Che sono: sviluppo rurale, partecipazione politica, smobilitazione narcotraffico, vittime. I contatti tra il presidente Santos e le Farc duravano da un anno e da mesi vi erano incontri segreti per decidere tutte le modalità della trattativa. Appare subito la diversità con le passate esperienze e la complessità e difficoltà della trattativa. Santos, consapevole di giocarsi la prossima elezione,
è chiaro e si muove con cautela. Dice e ribadisce sempre con forza che l’esercito continuerà a dare la caccia alle Farc. Santos non è Badoglio, sono continue le notizie degli scontri che sono settimanalmente riportate dai mezzi di informazione, con vittime e feriti da ambo le parti. Nemmeno un centimetro di suolo colombiano verrà ceduto per favorire la pace. Santos, che ha vinto le elezioni presidenziali del 2010 presentandosi come l’erede di Uribe, si è convinto che la soluzione del conflitto civile non può essere militare, ma politica. Certamente la cosa provoca la reazione di Uribe che lo attacca pubblicamente dicendo che “con i narcoterroristi delle Farc non può esserci alcuna trattativa”.
Le difficoltà dei negoziati si presentano subito: le Farc chiedono garanzie per i membri della loro delegazione che, dalle foreste della Colombia, dovranno raggiungere Cuba e da lì la Norvegia. Non solo in Colombia ci sono centinaia di precedenti penali, ma molti Paesi, dagli USA alla Spagna, hanno spiccato mandati di cattura internazionali. L’Interpol sospende i mandati, ma per esempio per Trinidad, uno dei cinque della delegazione dei guerriglieri, recluso negli USA, le difficoltà sembrano insuperabili. Il sottosegretario di Stato per “l’hemisfero occidental”, ovvero il Sudamerica, Roberta Jacobson dichiara subito che il Dipartimento è disponibile, ma negli Usa la giustizia non dipende dal governo e Trinidad deve scontare molti anni di galera.

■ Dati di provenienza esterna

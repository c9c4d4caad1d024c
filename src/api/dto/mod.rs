//! API DTOs

pub mod movies;

pub use movies::{MovieDetailResponse, MovieListQuery, MovieListResponse};
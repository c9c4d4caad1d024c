//! SeaORM implementation of MovieRepository

use async_trait::async_trait;
use sea_orm::{DatabaseConnection, EntityTrait, PaginatorTrait, QueryOrder, QuerySelect};

use crate::domain::{DomainError, DomainResult, Movie, MovieRepository};
use crate::infrastructure::database::entities::movie;

// ── Conversion helpers ──────────────────────────────────────────

fn db_err(e: sea_orm::DbErr) -> DomainError {
    DomainError::Database(e.to_string())
}

fn entity_to_domain(m: movie::Model) -> Movie {
    Movie {
        id: m.id,
        name: m.name,
        date: m.date,
        score: m.score,
        genre: m.genre,
        overview: m.overview,
        crew: m.crew,
        orig_title: m.orig_title,
        status: m.status,
        orig_lang: m.orig_lang,
        budget: m.budget,
        revenue: m.revenue,
        country: m.country,
    }
}

// ── SeaOrmMovieRepository ───────────────────────────────────────

pub struct SeaOrmMovieRepository {
    db: DatabaseConnection,
}

impl SeaOrmMovieRepository {
    pub fn new(db: DatabaseConnection) -> Self {
        Self { db }
    }
}

#[async_trait]
impl MovieRepository for SeaOrmMovieRepository {
    async fn count_all(&self) -> DomainResult<u64> {
        movie::Entity::find().count(&self.db).await.map_err(db_err)
    }

    async fn fetch_page(&self, offset: u64, limit: u64) -> DomainResult<Vec<Movie>> {
        let models = movie::Entity::find()
            .order_by_asc(movie::Column::Id)
            .offset(offset)
            .limit(limit)
            .all(&self.db)
            .await
            .map_err(db_err)?;
        Ok(models.into_iter().map(entity_to_domain).collect())
    }

    async fn fetch_by_id(&self, id: i32) -> DomainResult<Option<Movie>> {
        let model = movie::Entity::find_by_id(id)
            .one(&self.db)
            .await
            .map_err(db_err)?;
        Ok(model.map(entity_to_domain))
    }
}
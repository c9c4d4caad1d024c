//! In-memory MovieRepository, used by the test suite and local demos.

use async_trait::async_trait;

use crate::domain::{DomainResult, Movie, MovieRepository};

/// A fixed catalog held in a `Vec`, sorted by id on construction so that
/// offset slicing matches the store-order contract.
pub struct InMemoryMovieRepository {
    movies: Vec<Movie>,
}

impl InMemoryMovieRepository {
    pub fn new(mut movies: Vec<Movie>) -> Self {
        movies.sort_by_key(|m| m.id);
        Self { movies }
    }
}

#[async_trait]
impl MovieRepository for InMemoryMovieRepository {
    async fn count_all(&self) -> DomainResult<u64> {
        Ok(self.movies.len() as u64)
    }

    async fn fetch_page(&self, offset: u64, limit: u64) -> DomainResult<Vec<Movie>> {
        Ok(self
            .movies
            .iter()
            .skip(offset as usize)
            .take(limit as usize)
            .cloned()
            .collect())
    }

    async fn fetch_by_id(&self, id: i32) -> DomainResult<Option<Movie>> {
        Ok(self.movies.iter().find(|m| m.id == id).cloned())
    }
}

// ── Tests ──────────────────────────────────────────────────────
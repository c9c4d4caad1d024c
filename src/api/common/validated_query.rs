//! Validated query-string extractor for Axum
//!
//! `ValidatedQuery<T>` works like `axum::extract::Query<T>`, but additionally
//! runs `validator::Validate::validate()` on the deserialized value. Both a
//! malformed query string and an out-of-bounds value produce a 422 response
//! with a `{"detail": ...}` body, so callers see one validation surface.

use axum::extract::rejection::QueryRejection;
use axum::extract::{FromRequestParts, Query};
use axum::http::request::Parts;
use axum::http::StatusCode;
use axum::response::{IntoResponse, Response};
use axum::Json;
use serde::de::DeserializeOwned;
use validator::Validate;

use crate::api::error::ErrorDetail;

/// An extractor that deserializes the query string and validates it.
///
/// # Usage
///
/// ```ignore
/// use validator::Validate;
///
/// #[derive(Deserialize, Validate)]
/// struct Paging {
///     #[validate(range(min = 1))]
///     page: u32,
/// }
///
/// async fn handler(ValidatedQuery(paging): ValidatedQuery<Paging>) {
///     // `paging` is guaranteed to pass validation
/// }
/// ```
pub struct ValidatedQuery<T>(pub T);

/// Error type for `ValidatedQuery` extraction failures.
pub enum ValidatedQueryRejection {
    /// Query-string parsing failed (e.g. non-integer where one is expected).
    QueryError(QueryRejection),
    /// Validation failed.
    ValidationError(validator::ValidationErrors),
}

impl IntoResponse for ValidatedQueryRejection {
    fn into_response(self) -> Response {
        let detail = match self {
            Self::QueryError(rejection) => format!("Invalid query parameters: {}", rejection),
            Self::ValidationError(errors) => {
                let field_errors: Vec<String> = errors
                    .field_errors()
                    .iter()
                    .flat_map(|(field, errs)| {
                        errs.iter().map(move |e| {
                            let msg = e
                                .message
                                .as_ref()
                                .map(|m| m.to_string())
                                .unwrap_or_else(|| format!("{:?}", e.code));
                            format!("{}: {}", field, msg)
                        })
                    })
                    .collect();

                if field_errors.is_empty() {
                    "Validation failed".to_string()
                } else {
                    field_errors.join("; ")
                }
            }
        };

        (
            StatusCode::UNPROCESSABLE_ENTITY,
            Json(ErrorDetail::new(detail)),
        )
            .into_response()
    }
}

impl<S, T> FromRequestParts<S> for ValidatedQuery<T>
where
    T: DeserializeOwned + Validate,
    S: Send + Sync,
{
    type Rejection = ValidatedQueryRejection;

    async fn from_request_parts(parts: &mut Parts, state: &S) -> Result<Self, Self::Rejection> {
        let Query(value) = Query::<T>::from_request_parts(parts, state)
            .await
            .map_err(ValidatedQueryRejection::QueryError)?;

        value
            .validate()
            .map_err(ValidatedQueryRejection::ValidationError)?;

        Ok(ValidatedQuery(value))
    }
}

// ── Tests ──────────────────────────────────────────────────────
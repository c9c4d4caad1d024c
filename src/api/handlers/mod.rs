//! HTTP handlers

pub mod health;
pub mod movies;
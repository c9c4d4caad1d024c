//! Movie entity and repository interface

pub mod model;
pub mod repository;

pub use model::Movie;
pub use repository::MovieRepository;
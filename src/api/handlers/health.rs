//! Health check endpoint

use axum::Json;
use serde::Serialize;
use utoipa::ToSchema;

/// Service liveness report
#[derive(Debug, Serialize, ToSchema)]
pub struct HealthResponse {
    /// `ok` when the service is up
    pub status: String,
    /// Crate version (from Cargo.toml)
    pub version: String,
}

/// Liveness probe. No authentication, no datastore access.
#[utoipa::path(
    get,
    path = "/health",
    tag = "Health",
    responses(
        (status = 200, description = "Service is up", body = HealthResponse)
    )
)]
pub async fn health_check() -> Json<HealthResponse> {
    Json(HealthResponse {
        status: "ok".to_string(),
        version: env!("CARGO_PKG_VERSION").to_string(),
    })
}
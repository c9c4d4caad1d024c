//! Shared extractors for the HTTP layer

pub mod validated_query;

pub use validated_query::ValidatedQuery;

Il Governo e le Farc sembrano consapevoli delle difficoltà in campo. Santos, con franchezza, ha detto che «la pace comporterà ingoiare dei rospi». Le Farc, da parte loro, sono arrivate alla convinzione che la lotta armata consenta ormai solo di sopravvivere, non di conquistare il potere e in condizioni sempre più difficili. Il 15 di novembre le trattative entreranno nel concreto dei punti concordati. Sembra dominare un cauto ottimismo. Vedremo. L’Eln ha fatto sapere di seguire il tutto con grande attenzione.